What is being asked.
From the data that follows, print exactly the lines starting at the one containing "let body = response.text().await.unwrap_or_default();" and ending at the one containing "to reply in"; include both of them and nothing more.

Records provided.
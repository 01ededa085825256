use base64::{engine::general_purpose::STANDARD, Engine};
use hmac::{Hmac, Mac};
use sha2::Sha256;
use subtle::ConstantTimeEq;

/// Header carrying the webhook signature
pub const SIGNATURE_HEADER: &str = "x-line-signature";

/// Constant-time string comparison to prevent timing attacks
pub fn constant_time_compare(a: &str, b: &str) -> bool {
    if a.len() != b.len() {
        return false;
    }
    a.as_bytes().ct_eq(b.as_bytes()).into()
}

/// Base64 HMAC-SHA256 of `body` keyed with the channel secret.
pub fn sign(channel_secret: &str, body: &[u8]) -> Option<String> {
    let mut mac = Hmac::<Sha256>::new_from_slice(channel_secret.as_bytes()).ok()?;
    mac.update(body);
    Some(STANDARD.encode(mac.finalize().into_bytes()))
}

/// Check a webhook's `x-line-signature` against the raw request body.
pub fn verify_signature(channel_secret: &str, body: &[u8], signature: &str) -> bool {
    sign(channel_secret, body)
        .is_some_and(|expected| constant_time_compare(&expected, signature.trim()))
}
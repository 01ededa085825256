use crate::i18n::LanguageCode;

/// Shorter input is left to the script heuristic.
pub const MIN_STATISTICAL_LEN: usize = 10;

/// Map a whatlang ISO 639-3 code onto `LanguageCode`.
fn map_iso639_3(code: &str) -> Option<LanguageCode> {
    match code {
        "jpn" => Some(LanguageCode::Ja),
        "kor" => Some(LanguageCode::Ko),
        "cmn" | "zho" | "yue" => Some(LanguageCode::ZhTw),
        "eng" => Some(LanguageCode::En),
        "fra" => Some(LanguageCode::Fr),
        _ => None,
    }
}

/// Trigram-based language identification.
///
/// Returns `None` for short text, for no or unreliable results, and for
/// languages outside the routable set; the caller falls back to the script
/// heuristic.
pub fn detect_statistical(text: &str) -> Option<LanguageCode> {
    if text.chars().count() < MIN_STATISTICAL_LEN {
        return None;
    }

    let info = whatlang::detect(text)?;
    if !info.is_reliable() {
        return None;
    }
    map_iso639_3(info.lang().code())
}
* * *
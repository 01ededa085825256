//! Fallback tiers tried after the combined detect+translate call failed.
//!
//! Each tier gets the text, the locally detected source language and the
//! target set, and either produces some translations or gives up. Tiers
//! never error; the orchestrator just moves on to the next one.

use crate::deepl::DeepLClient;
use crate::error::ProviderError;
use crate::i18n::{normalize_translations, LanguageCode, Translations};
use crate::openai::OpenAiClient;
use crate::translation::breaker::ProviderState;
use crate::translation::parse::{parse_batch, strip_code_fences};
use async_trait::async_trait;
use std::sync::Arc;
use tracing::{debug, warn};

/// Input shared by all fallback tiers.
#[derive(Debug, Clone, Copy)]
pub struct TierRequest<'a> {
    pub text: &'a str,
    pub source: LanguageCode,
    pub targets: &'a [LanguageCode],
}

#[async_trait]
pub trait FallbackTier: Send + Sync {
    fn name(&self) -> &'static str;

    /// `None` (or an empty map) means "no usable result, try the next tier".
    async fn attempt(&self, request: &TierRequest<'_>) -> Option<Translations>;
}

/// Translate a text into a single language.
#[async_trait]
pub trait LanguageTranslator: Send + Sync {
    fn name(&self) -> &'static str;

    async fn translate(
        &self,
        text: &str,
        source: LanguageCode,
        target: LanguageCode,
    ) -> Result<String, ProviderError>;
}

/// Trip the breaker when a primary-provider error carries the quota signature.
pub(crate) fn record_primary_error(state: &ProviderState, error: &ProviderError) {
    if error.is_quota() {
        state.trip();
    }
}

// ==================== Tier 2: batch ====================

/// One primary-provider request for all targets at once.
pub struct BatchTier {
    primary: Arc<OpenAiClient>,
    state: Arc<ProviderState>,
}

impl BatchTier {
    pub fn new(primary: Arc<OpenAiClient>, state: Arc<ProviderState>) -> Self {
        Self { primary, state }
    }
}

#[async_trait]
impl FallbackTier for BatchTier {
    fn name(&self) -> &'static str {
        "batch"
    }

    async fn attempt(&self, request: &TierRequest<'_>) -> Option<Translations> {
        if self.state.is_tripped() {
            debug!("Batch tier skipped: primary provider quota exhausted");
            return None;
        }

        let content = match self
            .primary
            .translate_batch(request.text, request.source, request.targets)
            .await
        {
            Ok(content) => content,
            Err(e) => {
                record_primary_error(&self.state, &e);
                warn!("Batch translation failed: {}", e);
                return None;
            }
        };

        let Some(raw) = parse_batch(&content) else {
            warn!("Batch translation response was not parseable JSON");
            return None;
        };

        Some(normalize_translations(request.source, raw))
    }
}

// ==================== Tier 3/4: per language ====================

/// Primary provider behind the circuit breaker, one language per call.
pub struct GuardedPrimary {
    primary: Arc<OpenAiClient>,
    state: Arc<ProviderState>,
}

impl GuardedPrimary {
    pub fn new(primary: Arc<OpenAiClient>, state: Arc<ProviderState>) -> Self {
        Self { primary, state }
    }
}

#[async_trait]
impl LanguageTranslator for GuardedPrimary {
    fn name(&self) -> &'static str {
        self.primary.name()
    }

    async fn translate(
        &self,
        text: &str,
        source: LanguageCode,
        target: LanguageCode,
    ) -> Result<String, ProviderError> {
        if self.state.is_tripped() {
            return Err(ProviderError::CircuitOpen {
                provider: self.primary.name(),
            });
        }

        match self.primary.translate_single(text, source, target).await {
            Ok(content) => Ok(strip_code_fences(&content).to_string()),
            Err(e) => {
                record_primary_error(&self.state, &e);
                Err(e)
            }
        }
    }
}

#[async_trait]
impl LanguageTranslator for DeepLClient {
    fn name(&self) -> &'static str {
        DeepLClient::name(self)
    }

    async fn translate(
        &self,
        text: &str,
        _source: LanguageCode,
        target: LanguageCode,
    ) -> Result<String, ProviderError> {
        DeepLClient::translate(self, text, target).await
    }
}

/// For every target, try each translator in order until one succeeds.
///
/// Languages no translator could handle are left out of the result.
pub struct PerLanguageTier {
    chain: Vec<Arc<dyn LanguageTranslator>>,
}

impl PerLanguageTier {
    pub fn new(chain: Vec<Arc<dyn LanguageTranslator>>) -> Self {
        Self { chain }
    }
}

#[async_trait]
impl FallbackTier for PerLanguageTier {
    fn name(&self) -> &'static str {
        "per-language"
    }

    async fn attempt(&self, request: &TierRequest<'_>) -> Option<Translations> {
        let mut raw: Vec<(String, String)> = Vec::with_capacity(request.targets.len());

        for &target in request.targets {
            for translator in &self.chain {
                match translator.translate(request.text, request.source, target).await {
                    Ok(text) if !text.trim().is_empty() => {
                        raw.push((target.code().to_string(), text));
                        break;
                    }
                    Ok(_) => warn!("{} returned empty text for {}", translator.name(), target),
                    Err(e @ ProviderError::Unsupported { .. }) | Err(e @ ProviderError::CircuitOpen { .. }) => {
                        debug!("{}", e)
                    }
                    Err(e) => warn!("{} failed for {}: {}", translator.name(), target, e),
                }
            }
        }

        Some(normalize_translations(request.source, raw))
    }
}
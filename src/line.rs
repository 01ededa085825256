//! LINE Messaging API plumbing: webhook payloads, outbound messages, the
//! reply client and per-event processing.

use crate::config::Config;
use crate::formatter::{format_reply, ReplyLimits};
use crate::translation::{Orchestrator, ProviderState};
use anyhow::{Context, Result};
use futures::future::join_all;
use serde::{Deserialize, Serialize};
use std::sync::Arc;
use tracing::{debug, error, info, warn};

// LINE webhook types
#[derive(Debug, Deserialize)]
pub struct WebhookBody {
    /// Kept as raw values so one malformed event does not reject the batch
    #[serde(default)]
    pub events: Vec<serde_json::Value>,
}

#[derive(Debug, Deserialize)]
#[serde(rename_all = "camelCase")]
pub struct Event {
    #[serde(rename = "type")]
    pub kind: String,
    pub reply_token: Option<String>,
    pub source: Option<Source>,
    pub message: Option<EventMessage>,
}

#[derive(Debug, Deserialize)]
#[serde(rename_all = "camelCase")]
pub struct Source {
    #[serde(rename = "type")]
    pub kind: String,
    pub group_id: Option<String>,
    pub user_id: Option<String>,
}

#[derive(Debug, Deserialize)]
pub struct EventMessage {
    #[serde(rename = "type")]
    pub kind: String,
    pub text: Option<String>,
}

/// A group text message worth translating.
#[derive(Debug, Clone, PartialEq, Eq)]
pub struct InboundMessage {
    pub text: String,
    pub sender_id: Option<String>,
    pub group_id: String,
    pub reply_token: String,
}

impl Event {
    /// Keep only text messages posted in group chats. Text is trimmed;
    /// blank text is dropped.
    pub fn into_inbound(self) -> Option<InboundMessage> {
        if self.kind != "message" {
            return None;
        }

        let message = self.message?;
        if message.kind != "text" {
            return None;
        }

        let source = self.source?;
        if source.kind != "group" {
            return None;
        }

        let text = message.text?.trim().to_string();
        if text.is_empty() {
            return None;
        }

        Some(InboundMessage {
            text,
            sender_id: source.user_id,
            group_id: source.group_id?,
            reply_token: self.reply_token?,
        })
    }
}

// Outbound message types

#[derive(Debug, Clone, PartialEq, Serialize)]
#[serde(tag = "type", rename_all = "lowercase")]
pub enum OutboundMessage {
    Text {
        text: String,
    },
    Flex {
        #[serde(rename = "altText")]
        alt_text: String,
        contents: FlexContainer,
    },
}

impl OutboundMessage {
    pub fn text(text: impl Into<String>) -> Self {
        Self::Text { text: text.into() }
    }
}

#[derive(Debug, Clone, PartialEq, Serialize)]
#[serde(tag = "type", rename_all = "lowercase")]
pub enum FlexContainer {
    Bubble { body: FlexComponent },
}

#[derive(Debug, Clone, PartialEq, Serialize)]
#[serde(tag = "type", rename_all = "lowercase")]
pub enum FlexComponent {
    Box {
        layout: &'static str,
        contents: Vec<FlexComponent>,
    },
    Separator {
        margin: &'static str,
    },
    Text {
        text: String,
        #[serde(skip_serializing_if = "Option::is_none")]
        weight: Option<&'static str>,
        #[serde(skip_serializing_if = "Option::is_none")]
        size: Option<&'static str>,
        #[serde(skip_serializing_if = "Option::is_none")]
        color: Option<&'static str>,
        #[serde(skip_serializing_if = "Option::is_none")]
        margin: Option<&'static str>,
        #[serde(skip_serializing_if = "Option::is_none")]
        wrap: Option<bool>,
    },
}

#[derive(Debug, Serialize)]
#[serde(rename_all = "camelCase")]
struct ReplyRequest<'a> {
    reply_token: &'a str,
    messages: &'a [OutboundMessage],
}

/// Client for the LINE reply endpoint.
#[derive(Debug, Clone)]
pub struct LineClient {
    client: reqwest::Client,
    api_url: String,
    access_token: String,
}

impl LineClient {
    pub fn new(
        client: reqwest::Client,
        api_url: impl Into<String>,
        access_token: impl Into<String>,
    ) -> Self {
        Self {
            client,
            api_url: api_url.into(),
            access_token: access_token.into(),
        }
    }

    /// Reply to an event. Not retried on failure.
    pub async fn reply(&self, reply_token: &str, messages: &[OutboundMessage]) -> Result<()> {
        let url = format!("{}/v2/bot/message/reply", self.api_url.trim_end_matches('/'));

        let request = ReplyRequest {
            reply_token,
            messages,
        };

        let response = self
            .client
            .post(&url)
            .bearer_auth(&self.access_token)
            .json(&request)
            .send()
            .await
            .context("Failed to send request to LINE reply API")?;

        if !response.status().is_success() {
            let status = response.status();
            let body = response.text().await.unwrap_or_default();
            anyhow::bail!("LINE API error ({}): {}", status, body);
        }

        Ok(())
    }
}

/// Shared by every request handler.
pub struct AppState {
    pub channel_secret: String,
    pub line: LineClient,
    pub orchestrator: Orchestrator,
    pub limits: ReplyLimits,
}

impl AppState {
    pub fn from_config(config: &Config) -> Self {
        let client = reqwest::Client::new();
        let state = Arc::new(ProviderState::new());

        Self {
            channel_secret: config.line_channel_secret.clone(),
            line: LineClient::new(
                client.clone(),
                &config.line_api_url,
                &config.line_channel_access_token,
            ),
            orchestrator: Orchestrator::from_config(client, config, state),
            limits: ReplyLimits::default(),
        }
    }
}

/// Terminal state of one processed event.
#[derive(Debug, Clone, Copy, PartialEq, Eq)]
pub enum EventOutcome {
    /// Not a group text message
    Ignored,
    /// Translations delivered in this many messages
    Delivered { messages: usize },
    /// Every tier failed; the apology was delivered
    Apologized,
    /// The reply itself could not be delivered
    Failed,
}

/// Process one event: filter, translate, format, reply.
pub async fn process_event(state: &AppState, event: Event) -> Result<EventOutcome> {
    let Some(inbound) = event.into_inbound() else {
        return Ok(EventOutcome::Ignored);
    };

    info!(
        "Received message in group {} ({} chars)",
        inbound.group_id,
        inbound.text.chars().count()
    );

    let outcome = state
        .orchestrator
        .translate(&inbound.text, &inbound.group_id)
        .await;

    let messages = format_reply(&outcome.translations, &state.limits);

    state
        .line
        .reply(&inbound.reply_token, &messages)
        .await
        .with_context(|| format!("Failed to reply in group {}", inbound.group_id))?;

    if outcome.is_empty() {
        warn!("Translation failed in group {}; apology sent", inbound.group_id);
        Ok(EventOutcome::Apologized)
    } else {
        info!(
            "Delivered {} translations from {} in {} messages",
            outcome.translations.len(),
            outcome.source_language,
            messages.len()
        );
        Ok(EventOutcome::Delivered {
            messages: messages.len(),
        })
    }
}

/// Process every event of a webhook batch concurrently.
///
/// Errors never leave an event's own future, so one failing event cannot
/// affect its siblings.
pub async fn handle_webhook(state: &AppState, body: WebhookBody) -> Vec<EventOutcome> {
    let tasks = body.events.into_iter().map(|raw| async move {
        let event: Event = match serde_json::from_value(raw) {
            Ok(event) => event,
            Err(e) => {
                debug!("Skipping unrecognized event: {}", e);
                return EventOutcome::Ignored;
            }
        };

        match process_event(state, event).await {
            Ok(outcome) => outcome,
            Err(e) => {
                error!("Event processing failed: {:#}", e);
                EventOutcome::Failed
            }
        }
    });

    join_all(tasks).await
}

Output of the task.
            let body = response.text().await.unwrap_or_default();
            anyhow::bail!("LINE API error ({}): {}", status, body);
        }

        Ok(())
    }
}

/// Shared by every request handler.
pub struct AppState {
    pub channel_secret: String,
    pub line: LineClient,
    pub orchestrator: Orchestrator,
    pub limits: ReplyLimits,
}

impl AppState {
    pub fn from_config(config: &Config) -> Self {
        let client = reqwest::Client::new();
        let state = Arc::new(ProviderState::new());

        Self {
            channel_secret: config.line_channel_secret.clone(),
            line: LineClient::new(
                client.clone(),
                &config.line_api_url,
                &config.line_channel_access_token,
            ),
            orchestrator: Orchestrator::from_config(client, config, state),
            limits: ReplyLimits::default(),
        }
    }
}

/// Terminal state of one processed event.
#[derive(Debug, Clone, Copy, PartialEq, Eq)]
pub enum EventOutcome {
    /// Not a group text message
    Ignored,
    /// Translations delivered in this many messages
    Delivered { messages: usize },
    /// Every tier failed; the apology was delivered
    Apologized,
    /// The reply itself could not be delivered
    Failed,
}

/// Process one event: filter, translate, format, reply.
pub async fn process_event(state: &AppState, event: Event) -> Result<EventOutcome> {
    let Some(inbound) = event.into_inbound() else {
        return Ok(EventOutcome::Ignored);
    };

    info!(
        "Received message in group {} ({} chars)",
        inbound.group_id,
        inbound.text.chars().count()
    );

    let outcome = state
        .orchestrator
        .translate(&inbound.text, &inbound.group_id)
        .await;

    let messages = format_reply(&outcome.translations, &state.limits);

    state
        .line
        .reply(&inbound.reply_token, &messages)
        .await
        .with_context(|| format!("Failed to reply in group {}", inbound.group_id))?;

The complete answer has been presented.